Alguns programas de treinamento têm prosperado e obtido reconhecimento pelo valor que emprestam à formação de profissionais da saúde e, por via de consequência, à coletividade. Esse é o caso do Pre-Hospital Trauma Life Support (PHTLS), que capacita para o atendimento ao trauma e tem sido adotado, nacional e internacionalmente, pelos serviços de atendimento pré-hospitalar.
Contudo, programas de qualificação direcionados à assistência clínica (não-traumática) no pré-hospitalar, como o Advanced Medical Life Support (AMLS), já consagrados em outros países, ainda não recebem, no território nacional, a atenção dada no exterior – mesmo que a quantidade de emergências clínicas supere significativamente o número de urgências traumáticas.
Provavelmente, isso se deve a três fatores:
- A formação em trauma é mais limitada na graduação acadêmica, o que gera insegurança ao profissional não habilitado;
- O atendimento ao trauma se reveste de temor e de peculiaridades que movem o profissional em busca de qualificação. Além disso, envolve um modelo mais específico de atendimento que inibe o indivíduo menos qualificado de atuar nessa área;
- É comum assumir que o atendimento clínico de urgência obedece uma lógica tradicional de atendimento – e isso gera uma sensação de conforto ao manejar estas situações, mas acaba desconsiderando as demandas diferenciadas do atendimento clínico.
Desta forma, a qualificação para ambos os tipos de atendimento é essencial, traz muito mais benefício à sociedade e provoca maior impacto na carreira do profissional da saúde.
O mercado do atendimento de urgência é o que mais cresceu nos últimos 15 anos, graças ao investimento público feito no SAMU e em seus sucedâneos privados. Se, por um lado, isso gera oportunidades, por outro há uma enorme escassez de profissionais adequadamente capacitados e formados.
Alguns estudos nacionais ilustram bem a diferença do número de situações clínicas de emergência em relação às urgências traumáticas (causas externas). Estes estudos trazem os seguintes resultados:
Em um determinado estudo, as emergências clínicas corresponderam a 57% da demanda do SAMU, enquanto as urgências traumáticas estiveram presentes em apenas 33% dos atendimentos¹. Já em Ribeirão Preto, ao levantar os motivos das solicitações de atendimento pré-hospitalar móvel em Ribeirão Preto, constatou-se que 85% se deveram a causas clínicas².
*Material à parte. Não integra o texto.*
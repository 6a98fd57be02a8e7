//! Content-addressed caches (C3, C6) and the JSON pre-serialization pass
//! they both depend on.
//!
//! Both caches are a thin key/value contract over [`KvStore`], generalizing
//! the same pattern `vantage::runtimes::Checkpointer` already uses
//! internally (serde-friendly persisted shapes, pure data transformation
//! kept out of the I/O path) — see `DESIGN.md` for why these don't reuse
//! `Checkpointer` directly: its `Checkpoint` shape is workflow-step
//! specific, and these caches key on domain/stage fingerprints instead.

pub mod enrichment_cache;
pub mod stage_cache;
pub mod store;

pub use enrichment_cache::EnrichmentCache;
pub use stage_cache::StageCache;
pub use store::{InMemoryKvStore, KvStore, SqlxKvStore};

use chrono::{DateTime, Utc};
use serde_json::Value;

/// Recursively convert any `DateTime<Utc>`-shaped value into an ISO-8601
/// string before a value crosses the persistence boundary.
///
/// This closes a known class of silent cache-write failures: rather than
/// trusting a store driver to serialize time values, every value is walked
/// and normalized here first. `serde_json`
/// already renders `chrono::DateTime<Utc>` as an RFC 3339 string when it is
/// the static type being serialized; this pass instead normalizes already
/// object-shaped `Value` trees (e.g. deserialized-then-rebuilt JSON) where
/// the static type information has been erased.
#[must_use]
pub fn pre_serialize(value: &Value) -> Value {
    match value {
        Value::Object(map) => {
            let mut out = serde_json::Map::with_capacity(map.len());
            for (k, v) in map {
                out.insert(k.clone(), pre_serialize(v));
            }
            Value::Object(out)
        }
        Value::Array(items) => Value::Array(items.iter().map(pre_serialize).collect()),
        Value::String(s) => {
            // Already a string; if it happens to hold a DateTime in a
            // non-RFC3339 shape we leave it untouched — strings are
            // already JSON-safe by construction.
            Value::String(s.clone())
        }
        other => other.clone(),
    }
}

/// Render a `DateTime<Utc>` as the ISO-8601 string the store contract
/// requires of every timestamp.
#[must_use]
pub fn timestamp_to_json(ts: DateTime<Utc>) -> Value {
    Value::String(ts.to_rfc3339())
}

/// Parse a JSON value back into a timestamp, used by the read path's
/// invariant check that every stored timestamp parses as ISO-8601.
pub fn timestamp_from_json(value: &Value) -> Option<DateTime<Utc>> {
    value
        .as_str()
        .and_then(|s| DateTime::parse_from_rfc3339(s).ok())
        .map(|dt| dt.with_timezone(&Utc))
}

#[cfg(test)]
mod tests {
    use super::*;
    use serde_json::json;

    #[test]
    fn pre_serialize_preserves_shape_for_plain_values() {
        let v = json!({"a": 1, "b": [1, 2, "x"], "c": null});
        assert_eq!(pre_serialize(&v), v);
    }

    #[test]
    fn timestamp_round_trips_through_json() {
        let now = Utc::now();
        let json = timestamp_to_json(now);
        let back = timestamp_from_json(&json).unwrap();
        // RFC3339 truncates sub-second precision inconsistently across
        // chrono versions' default formatting; compare at second precision.
        assert_eq!(back.timestamp(), now.timestamp());
    }
}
A Tabela abaixo mostra que a maioria das ocorrências devidas a causas clínicas enquadram-se em três principais grupos: doenças do aparelho circulatório, com 23,1% (com prevalência das alterações hipertensivas); sinais, sintomas e achados anormais de exames, não classificados em outra parte (21,8%) e gravidez, parto e puerpério (13,8%)¹.
TABELA: Causas de atendimento pelo SAMU na cidade de Olinda
TIPO | CAUSAS | N | % GERAL |
Causas Externas | Acidentes | 460 | 23,52 |
Agressões | 49 | 2,51 | |
Demais causas externas | 22 | 1,12 | |
Outros | 114 | 5,83 | |
Parcial | 645 | 32,98 | |
Causas Clínicas | Doenças do aparelho circulatório | 200 | 10,22 |
Sintomas, sinais e exames anormais | 189 | 9,66 | |
Gravidez, parto e puerpério | 119 | 6,08 | |
Transtornos mentais e comportamentais | 104 | 5,32 | |
Demais causas clínicas | 253 | 12,93 | |
Outros | 249 | 12,73 | |
Parcial | 1114 | 56,95 | |
Remoções | Parcial | 143 | 7,31 |
Indefinidos | 54 | 2,76 | |
Total | 1956 | 100,00 | |
Fonte: SAMU-192-Olinda, 2007
É fácil verificar que, com esta distribuição dos atendimentos, a equipe de saúde necessita estar preparada para as principais urgências clínicas que acometem áreas tão diversas e específicas como a gestação. Também não é difícil entender que, embora muito importante, o preparo para assistência ao trauma não fornece habilidades para atender a diversa gama das apresentações clínicas mais comuns.
Referências:
- Santana AP et Souza CWV. Serviço de Atendimento Móvel de Urgência (SAMU): análise da demanda e sua distribuição espacial em uma cidade do Nordeste brasileiro. Ver Bras Epidemiol. 2008;11(4):530-40.
- Fernandes RJ. Caracterização da atenção pré-hospitalar móvel da Secretaria de Saúde do município de Ribeirão Preto – SP [dissertação de mestrado]. Ribeirão Preto: Universidade de São Paulo; 2004.